## REQUIRED WORK
Which lines of the entries contain the string "format"? Please find them and copy them.

## DATA FOR REVIEW
______

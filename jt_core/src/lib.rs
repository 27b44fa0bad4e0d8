//! # Jotter Core
//!
//! Shared types and traits for the Jotter note client.
//!
//! This crate provides:
//! - The note data model as exchanged with the notes backend
//! - Session types (principal, bearer token, explicit session handle)
//! - The seam traits the rest of the workspace is written against:
//!   [`SessionProvider`], [`NotesApi`] and [`Dialog`]
//!
//! # Best Practices
//!
//! - Session state is always passed explicitly as a [`SessionHandle`]; no
//!   crate looks up an ambient "current user"
//! - Tokens live in zeroize-on-drop buffers and never appear in `Debug` output

pub mod session;
pub mod traits;
pub mod types;

pub use session::{BearerToken, Principal, SessionHandle, SessionState};
pub use traits::{Dialog, NotesApi, SessionProvider};
pub use types::{EmailReceipt, Note, NoteDraft, NoteId, NotePayload, NoteStats, UserId};
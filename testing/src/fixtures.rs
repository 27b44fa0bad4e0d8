use std::sync::atomic::{AtomicU32, Ordering};

use chrono::{DateTime, TimeZone, Utc};
use jt_core::{Note, NoteId, Principal};
use serde_json::{Value, json};

static TEST_COUNTER: AtomicU32 = AtomicU32::new(0);

pub fn unique_id(prefix: &str) -> String {
    let id = TEST_COUNTER.fetch_add(1, Ordering::SeqCst);
    format!("{}-{}", prefix, id)
}

pub fn unique_email() -> String {
    format!("{}@example.com", unique_id("user"))
}

/// Fixed creation time so fixtures compare equal across runs.
pub fn fixed_time() -> DateTime<Utc> {
    Utc.with_ymd_and_hms(2024, 3, 14, 9, 26, 53)
        .single()
        .unwrap_or_default()
}

pub fn principal(uid: &str, email: &str) -> Principal {
    Principal {
        uid: uid.to_string(),
        email: Some(email.to_string()),
        display_name: None,
    }
}

pub fn note(id: &str, title: &str) -> Note {
    note_with(id, title, "", false)
}

pub fn note_with(id: &str, title: &str, content: &str, is_favorite: bool) -> Note {
    Note {
        id: NoteId::new(id),
        title: title.to_string(),
        content: content.to_string(),
        is_favorite,
        created_at: fixed_time(),
        updated_at: None,
        user_id: None,
        user_email: None,
    }
}

/// A note as the backend renders it on the wire.
pub fn note_json(id: u64, title: &str, content: &str, is_favorite: bool) -> Value {
    json!({
        "id": id,
        "title": title,
        "content": content,
        "isFavorite": is_favorite,
        "createdAt": "2024-03-14T09:26:53.123456",
        "updatedAt": "2024-03-14T09:26:53.123456",
        "userId": 7,
        "userEmail": "ada@example.com"
    })
}
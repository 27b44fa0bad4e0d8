use std::sync::Arc;

use client::{ApiClient, Method};
use config::ApiConfig;
use errors::{ApiErrorKind, AuthErrorCode};
use jt_core::SessionHandle;
use serde_json::json;
use testing::{ScriptedSessionProvider, principal};
use wiremock::matchers::{body_json, header, header_exists, method, path};
use wiremock::{Mock, MockServer, ResponseTemplate};

fn api(server: &MockServer) -> ApiClient {
    ApiClient::new(&ApiConfig {
        base_url: server.uri(),
        timeout_seconds: Some(5),
    })
    .unwrap()
}

fn signed_in() -> (Arc<ScriptedSessionProvider>, SessionHandle) {
    let provider = Arc::new(ScriptedSessionProvider::signed_in(principal(
        "u1",
        "ada@example.com",
    )));
    let session = SessionHandle::new(provider.clone());
    (provider, session)
}

#[tokio::test]
async fn test_bearer_token_is_fetched_per_call() {
    let server = MockServer::start().await;
    Mock::given(method("GET"))
        .and(path("/api/notes"))
        .and(header("Authorization", "Bearer token-1"))
        .respond_with(ResponseTemplate::new(200).set_body_json(json!([])))
        .expect(1)
        .mount(&server)
        .await;
    Mock::given(method("GET"))
        .and(path("/api/notes"))
        .and(header("Authorization", "Bearer token-2"))
        .respond_with(ResponseTemplate::new(200).set_body_json(json!([])))
        .expect(1)
        .mount(&server)
        .await;

    let api = api(&server);
    let (provider, session) = signed_in();

    for _ in 0..2 {
        let url = api.url(&["api", "notes"]);
        let body = api.send(&session, Method::GET, url, None).await.unwrap();
        assert_eq!(body, json!([]));
    }
    assert_eq!(provider.token_requests(), 2);
}

#[tokio::test]
async fn test_anonymous_call_has_no_credential() {
    let server = MockServer::start().await;
    Mock::given(method("GET"))
        .and(path("/health"))
        .respond_with(ResponseTemplate::new(200).set_body_json(json!({"status": "UP"})))
        .mount(&server)
        .await;

    let api = api(&server);
    let body = api
        .send(&SessionHandle::anonymous(), Method::GET, api.url(&["health"]), None)
        .await
        .unwrap();
    assert_eq!(body, json!({"status": "UP"}));

    let requests = server.received_requests().await.unwrap();
    assert_eq!(requests.len(), 1);
    assert!(!requests[0].headers.contains_key("authorization"));
}

#[tokio::test]
async fn test_signed_out_provider_sends_no_credential() {
    let server = MockServer::start().await;
    Mock::given(method("GET"))
        .and(path("/api/notes"))
        .and(header_exists("Authorization"))
        .respond_with(ResponseTemplate::new(500))
        .mount(&server)
        .await;
    Mock::given(method("GET"))
        .and(path("/api/notes"))
        .respond_with(ResponseTemplate::new(401).set_body_json(json!({"message": "Unauthorized"})))
        .mount(&server)
        .await;

    let api = api(&server);
    let provider = Arc::new(ScriptedSessionProvider::signed_out());
    let session = SessionHandle::new(provider.clone());

    let err = api
        .send(&session, Method::GET, api.url(&["api", "notes"]), None)
        .await
        .unwrap_err();
    assert_eq!(err.status(), Some(401));
    assert_eq!(err.message(), "Unauthorized");
    assert_eq!(provider.token_requests(), 0);
}

#[tokio::test]
async fn test_json_body_is_sent() {
    let server = MockServer::start().await;
    let payload = json!({"title": "Groceries", "content": "milk, eggs", "isFavorite": false});
    Mock::given(method("POST"))
        .and(path("/api/notes"))
        .and(header("Content-Type", "application/json"))
        .and(body_json(&payload))
        .respond_with(ResponseTemplate::new(201).set_body_json(json!({"id": 1})))
        .mount(&server)
        .await;

    let api = api(&server);
    let (_provider, session) = signed_in();
    let body = api
        .send(&session, Method::POST, api.url(&["api", "notes"]), Some(&payload))
        .await
        .unwrap();
    assert_eq!(body, json!({"id": 1}));
}

#[tokio::test]
async fn test_server_error_message_precedence() {
    let server = MockServer::start().await;
    Mock::given(path("/message"))
        .respond_with(ResponseTemplate::new(404).set_body_json(json!({"message": "Note not found"})))
        .mount(&server)
        .await;
    Mock::given(path("/raw"))
        .respond_with(ResponseTemplate::new(400).set_body_string("Title is required"))
        .mount(&server)
        .await;
    Mock::given(path("/empty"))
        .respond_with(ResponseTemplate::new(500))
        .mount(&server)
        .await;

    let api = api(&server);
    let session = SessionHandle::anonymous();

    let cases = [
        ("message", 404, "Note not found"),
        ("raw", 400, "Title is required"),
        ("empty", 500, "An error occurred"),
    ];
    for (segment, status, message) in cases {
        let err = api
            .send(&session, Method::GET, api.url(&[segment]), None)
            .await
            .unwrap_err();
        assert_eq!(err.kind(), ApiErrorKind::Server);
        assert_eq!(err.status(), Some(status));
        assert_eq!(err.message(), message);
    }
}

#[tokio::test]
async fn test_unreachable_server_is_no_response() {
    let server = MockServer::start().await;
    let api = api(&server);
    drop(server);

    let err = api
        .send(
            &SessionHandle::anonymous(),
            Method::GET,
            api.url(&["api", "notes"]),
            None,
        )
        .await
        .unwrap_err();
    assert_eq!(err.kind(), ApiErrorKind::NoResponse);
    assert_eq!(err.message(), "Unable to connect to server.");
}

#[tokio::test]
async fn test_token_failure_is_dispatch_error() {
    let server = MockServer::start().await;
    let api = api(&server);
    let (provider, session) = signed_in();
    provider.fail_tokens(Some(AuthErrorCode::UserTokenExpired));

    let err = api
        .send(&session, Method::GET, api.url(&["api", "notes"]), None)
        .await
        .unwrap_err();
    assert_eq!(err.kind(), ApiErrorKind::Dispatch);
    assert!(err.message().contains("scripted token failure"));
    assert!(server.received_requests().await.unwrap().is_empty());
}

#[tokio::test]
async fn test_success_bodies_decode() {
    let server = MockServer::start().await;
    Mock::given(path("/empty"))
        .respond_with(ResponseTemplate::new(204))
        .mount(&server)
        .await;
    Mock::given(path("/text"))
        .respond_with(ResponseTemplate::new(200).set_body_string("OK"))
        .mount(&server)
        .await;

    let api = api(&server);
    let session = SessionHandle::anonymous();
    assert_eq!(
        api.send(&session, Method::DELETE, api.url(&["empty"]), None)
            .await
            .unwrap(),
        serde_json::Value::Null
    );
    assert_eq!(
        api.send(&session, Method::GET, api.url(&["text"]), None)
            .await
            .unwrap(),
        json!("OK")
    );
}
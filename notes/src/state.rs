use jt_core::{Note, NoteDraft};
use strum::Display;

/// Which server-side listing the collection mirrors.
#[derive(Debug, Clone, PartialEq, Eq, Default)]
pub enum ListView {
    #[default]
    All,
    Favorites,
    Search(String),
}

impl ListView {
    pub fn title(&self) -> String {
        match self {
            Self::All => "All notes".to_string(),
            Self::Favorites => "Favorite notes".to_string(),
            Self::Search(keyword) => format!("Notes matching \"{keyword}\""),
        }
    }
}

/// The action currently holding the busy state.
#[derive(Debug, Clone, Copy, PartialEq, Eq, Display)]
pub enum Activity {
    #[strum(serialize = "loading notes")]
    Loading,
    #[strum(serialize = "saving note")]
    Saving,
    #[strum(serialize = "deleting note")]
    Deleting,
    #[strum(serialize = "sending note")]
    Emailing,
    #[strum(serialize = "signing out")]
    SigningOut,
}

/// How an action that may ask the user ended.
#[derive(Debug, Clone, Copy, PartialEq, Eq)]
pub enum Outcome {
    Completed,
    /// Nothing to act on, or the user cancelled.
    Aborted,
}

#[derive(Debug, Default)]
pub(crate) struct State {
    pub notes: Vec<Note>,
    pub view: ListView,
    pub selected: Option<Note>,
    pub editor: NoteDraft,
    pub busy: Option<Activity>,
    pub error: Option<String>,
    pub notice: Option<String>,
}

impl State {
    pub fn enter_draft(&mut self) {
        self.selected = None;
        self.editor = NoteDraft::default();
    }

    pub fn enter_edit(&mut self, note: Note) {
        self.editor = NoteDraft::from_note(&note);
        self.selected = Some(note);
    }
}

#[cfg(test)]
mod tests {
    use super::*;

    #[test]
    fn test_view_titles() {
        assert_eq!(ListView::All.title(), "All notes");
        assert_eq!(
            ListView::Search("milk".into()).title(),
            "Notes matching \"milk\""
        );
    }

    #[test]
    fn test_activity_display() {
        assert_eq!(Activity::Saving.to_string(), "saving note");
    }
}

______

## RESPONSE AREA
    format!("{}-{}", prefix, id)
    format!("{}@example.com", unique_id("user"))
            Self::Search(keyword) => format!("Notes matching \"{keyword}\""),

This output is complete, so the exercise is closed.